═══ Data supplied
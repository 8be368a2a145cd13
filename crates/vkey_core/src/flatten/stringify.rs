use crate::flatten::Value;

/// Coerce a leaf value into zero or more strings.
///
/// Absent values and nil pointers yield nothing, pointers are dereferenced,
/// sequences concatenate their elements, and every other value (interfaces
/// included) yields its [`render`] text.
pub fn to_strings(value: &Value) -> Vec<String> {
	let mut out = Vec::new();
	push_strings(value, &mut out);
	out
}

fn push_strings(value: &Value, out: &mut Vec<String>) {
	match value {
		Value::Null | Value::Ptr(None) => {}
		Value::Ptr(Some(inner)) => push_strings(inner, out),
		Value::Array(items) => {
			for item in items {
				push_strings(item, out);
			}
		}
		other => out.push(render(other)),
	}
}

/// Canonical textual form of a value.
///
/// Scalars print in their natural form. Composite values print as
/// `{a b}` for structs, `[a b]` for sequences and `map[k:v]` for maps (entries
/// sorted by rendered key). Nil prints as `<nil>`.
pub fn render(value: &Value) -> String {
	let mut out = String::new();
	render_into(value, &mut out);
	out
}

fn render_into(value: &Value, out: &mut String) {
	match value {
		Value::Null | Value::Ptr(None) | Value::Interface(None) => out.push_str("<nil>"),
		Value::Bool(v) => out.push_str(if *v { "true" } else { "false" }),
		Value::I64(v) => out.push_str(&v.to_string()),
		Value::U64(v) => out.push_str(&v.to_string()),
		Value::I128(v) => out.push_str(&v.to_string()),
		Value::U128(v) => out.push_str(&v.to_string()),
		Value::F32(v) => out.push_str(&v.to_string()),
		Value::F64(v) => out.push_str(&v.to_string()),
		Value::Char(v) => out.push(*v),
		Value::String(v) | Value::Stringer(v) => out.push_str(v),
		Value::Ptr(Some(inner)) | Value::Interface(Some(inner)) => render_into(inner, out),
		Value::Array(items) => {
			out.push('[');
			push_joined(items.iter().map(render), out);
			out.push(']');
		}
		Value::Struct(item) => {
			out.push('{');
			push_joined(item.fields.iter().map(|field| render(&field.value)), out);
			out.push('}');
		}
		Value::Map(map) => {
			let mut entries: Vec<(String, String)> = map.entries.iter().map(|(key, value)| (render(key), render(value))).collect();
			entries.sort();
			out.push_str("map[");
			push_joined(entries.into_iter().map(|(key, value)| format!("{key}:{value}")), out);
			out.push(']');
		}
	}
}

fn push_joined(parts: impl Iterator<Item = String>, out: &mut String) {
	for (idx, part) in parts.enumerate() {
		if idx > 0 {
			out.push(' ');
		}
		out.push_str(&part);
	}
}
══════
__Your objective__. Whenever the string "flatten" shows up in a line of the records, copy that line.

__Problem solution__.
filename crates/vkey_core/src/flatten/stringify.rs
use crate::flatten::Value;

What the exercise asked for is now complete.